Apparently, the buck has not stopped at all.  It was no one’s fault, not even terrorists.  The people who attacked the embassy might not have been terrorists as we commonly use the word.  They were terrorists in a very complicated sense of the word “terrorist” that is so complicated that the denial of this tragedy being caused by terrorists for too long was, well, due to a misunderstanding.  It is complicated, like I said.

What I have gotten out of it is that there are real Al Qaeda terrorists, whom President Obama assumed we all were suspecting, when in actuality the terrorists who performed the terrorism at Benghazi were merely wannabe terrorists affiliated with Al Qaeda without being official card-carrying members.  It is an important distinction to our president but I’m not smart enough to understand the distinction or why it is important.  Initially we were told that it was a mob upset by a movie.  Then it was a terrorist act by non-terrorists.  Now it is terrorists who are responsible, but not Al Qaeda terrorists — they know better than to do any terrorist acts now that President Obama has Al Qaeda on the run.

President Obama is also appalled by the I.R.S. having targeted conservative groups.  Some might say that was done under his watch, making him responsible.   Those who say that are silly Trumanites who still believe the buck stops with the President of the United States.  This president is appalled just like the rest of us who are not the president.  He is just like us.  He read about it in the papers.  No one told him what was going on.  He is very appalled.  He is not to blame, of course.  He don’t know nuthin’ about it.  Ignorance is bliss, they say.

Well, President Truman did not say that ignorance is bliss.  He said, “The buck stops here.”  He should have said, if only he was not so dang forthright, “I only know what I read in the papers and now that I read what my administration has been doing, I am appalled.”  That is smart politics.    I am catching on to the modern style of leadership.  Accountability is out of style.  Empathy — that is the ticket!

Don’t say that you are sorry for what you have done or not done.  Instead, say that you understand how those of us in the general public “feel” because you feel however they feel.

President Obama and I, a pre-candidate, feel the same.  We feel the same as each other and we feel the same as the general public feels.   We have empathy.  It is easier than leadership because it is reflective and reactive.
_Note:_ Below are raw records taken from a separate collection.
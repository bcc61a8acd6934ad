//! Bayesian rating store: Thompson sampling and the Kalman-style scalar
//! update.

use chrono::{DateTime, Utc};
use rand::Rng;

use crate::types::{MemoryRating, Reward, SIGMA_MAX, SIGMA_MIN};

/// Observation noise variance assumed for each feedback event.
const SIGMA_OBS: f64 = 1.0;
/// Additive drift that keeps posterior uncertainty from collapsing.
const SIGMA_DRIFT: f64 = 0.01;
/// Floor applied to Box-Muller's uniform draws to avoid `ln(0)`.
const BOX_MULLER_EPSILON: f64 = 1e-9;

/// Draw a single standard-normal sample via Box-Muller, using two uniform
/// draws from `rng` clamped away from zero, then return `mu + sigma * z`.
pub fn thompson_sample(mu: f64, sigma: f64, rng: &mut impl Rng) -> f64 {
    let u1: f64 = rng.gen_range(0.0..1.0).max(BOX_MULLER_EPSILON);
    let u2: f64 = rng.gen_range(0.0..1.0).max(BOX_MULLER_EPSILON);
    let z = (-2.0 * u1.ln()).sqrt() * (2.0 * std::f64::consts::PI * u2).cos();
    mu + sigma * z
}

/// Affine-map a Thompson sample into `[0, 1]` via `clamp((z + 1) / 2, 0, 1)`,
/// used as the `thompson` composite-utility signal.
#[must_use]
pub fn thompson_to_unit_interval(z: f64) -> f64 {
    ((z + 1.0) / 2.0).clamp(0.0, 1.0)
}

/// `mu = 0`, `sigma = 1.0`, `uses = 0`.
#[must_use]
pub fn initialize_rating(memory_id: &str, kernel_id: &str, now: DateTime<Utc>) -> MemoryRating {
    MemoryRating::fresh(memory_id, kernel_id, now)
}

/// Apply one Kalman-style scalar update for the given `reward`, returning the
/// updated rating. Sigma is clamped to `[0.1, 2.0]` *after* the drift term is
/// added.
#[must_use]
pub fn update_rating(rating: &MemoryRating, reward: Reward, now: DateTime<Utc>) -> MemoryRating {
    let v = rating.sigma * rating.sigma;
    let r = SIGMA_OBS * SIGMA_OBS;
    let gain = v / (v + r);

    let mu = rating.mu + gain * (reward.as_f64() - rating.mu);
    let sigma = ((1.0 - gain) * v).max(1e-6).sqrt() + SIGMA_DRIFT;
    let sigma = sigma.clamp(SIGMA_MIN, SIGMA_MAX);

    MemoryRating {
        memory_id: rating.memory_id.clone(),
        kernel_id: rating.kernel_id.clone(),
        mu,
        sigma,
        uses: rating.uses + 1,
        last_updated_at: now,
    }
}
President Obama is a lawyer.  So is the Attorney General, Eric Holder.  So am I.  The President, Attorney General and I are all appalled that the F.B.I. violated the privacy of Associated Press reporters.  We all agree that should not have been done.  We did not know and, now that we do know, the three of us are feeling sad even though we are not at fault.   I am under the impression that the F.B.I. is a rogue organization that none of the three of us control.
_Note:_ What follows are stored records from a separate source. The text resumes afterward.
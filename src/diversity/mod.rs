//! Weighted oversampling and MMR re-ranking.

pub mod mmr;
pub mod sampling;

pub use mmr::{select_by_mmr, MmrCandidate, DEFAULT_LAMBDA};
pub use sampling::weighted_sample;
When I am elected, I too will make it a point to not know about such things.  I would make it my job to not know.  Whoever is in charge of the Justice Department should do something, if we only knew who is in charge.  I used to think the President and the Attorney General were in charge of the Justice Department, including the F.B.I., but it was long ago that I took American Government in high school, Political Science in college, and Constitutional Law in law school.  I was probably absent the day the teachers and professors covered the Executive Branch of the Federal Government.

I am not (yet) in the chain of command, but it is comforting to know that if I become Attorney General or President, I will not be to blame for anything as long as I am suitably appalled by what my subordinates did, or failed to do, which I won’t know about until I read it in the papers.  And, to go beyond my mentor, if elected, I pledge to never read newspapers or listen to the news.

I am also practicing my best sincere look with appropriate body language.  In the photo below I am demonstrating my transparency by gesturing with an open hand, indicating my, you know, openness and, I guess, honesty.  Who wouldn’t vote for an honest-looking cowboy who empathizes with how every American feels?